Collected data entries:
-*-*-
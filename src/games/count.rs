//! Quick Count
//!
//! Show a handful of one symbol and ask how many there are.

use serde::Serialize;

use crate::consts::{CHOICE_COUNT, COUNT_MAX, COUNT_MIN, COUNT_OPTION_MAX};
use crate::sim::{Ctx, GameRng, Outcome, RoundGame};

#[derive(Debug, Clone, PartialEq, Eq, Serialize)]
pub struct Tally {
    pub symbol: String,
    pub count: u32,
    /// Shuffled answer buttons, `count` included exactly once
    pub options: Vec<u32>,
}

impl Tally {
    /// The symbols to draw, `count` of them
    pub fn items(&self) -> Vec<&str> {
        vec![self.symbol.as_str(); self.count as usize]
    }
}

#[derive(Debug, Clone)]
pub struct QuickCount {
    symbols: Vec<String>,
}

impl QuickCount {
    pub fn new(symbols: Vec<String>) -> Self {
        Self { symbols }
    }
}

impl RoundGame for QuickCount {
    type Round = Tally;
    type Action = u32;
    type Task = ();

    fn name(&self) -> &'static str {
        "Quick Count"
    }

    fn deal(&self, rng: &mut GameRng) -> Tally {
        let count = rng.range(COUNT_MIN, COUNT_MAX);
        let symbol = rng.pick(&self.symbols).cloned().unwrap_or_default();
        let candidates: Vec<u32> = (1..=COUNT_OPTION_MAX).collect();
        let options = rng.choices(count, &candidates, CHOICE_COUNT);
        Tally {
            symbol,
            count,
            options,
        }
    }

    fn play(&self, tally: &mut Tally, choice: u32, _ctx: &mut Ctx<'_, ()>) -> Outcome {
        if choice == tally.count {
            Outcome::Scored {
                points: 1,
                next_round: true,
            }
        } else {
            Outcome::Failed
        }
    }
}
-*-*-
What is required =
Would you repeat, exactly and with nothing added, every line from the line containing "let count = rng.range(COUNT_MIN, COUNT_MAX);" through the last line of the records above?

Result of this task =
        let count = rng.range(COUNT_MIN, COUNT_MAX);
        let symbol = rng.pick(&self.symbols).cloned().unwrap_or_default();
        let candidates: Vec<u32> = (1..=COUNT_OPTION_MAX).collect();
        let options = rng.choices(count, &candidates, CHOICE_COUNT);
        Tally {
            symbol,
            count,
            options,
        }
    }

    fn play(&self, tally: &mut Tally, choice: u32, _ctx: &mut Ctx<'_, ()>) -> Outcome {
        if choice == tally.count {
            Outcome::Scored {
                points: 1,
                next_round: true,
            }
        } else {
            Outcome::Failed
        }
    }
}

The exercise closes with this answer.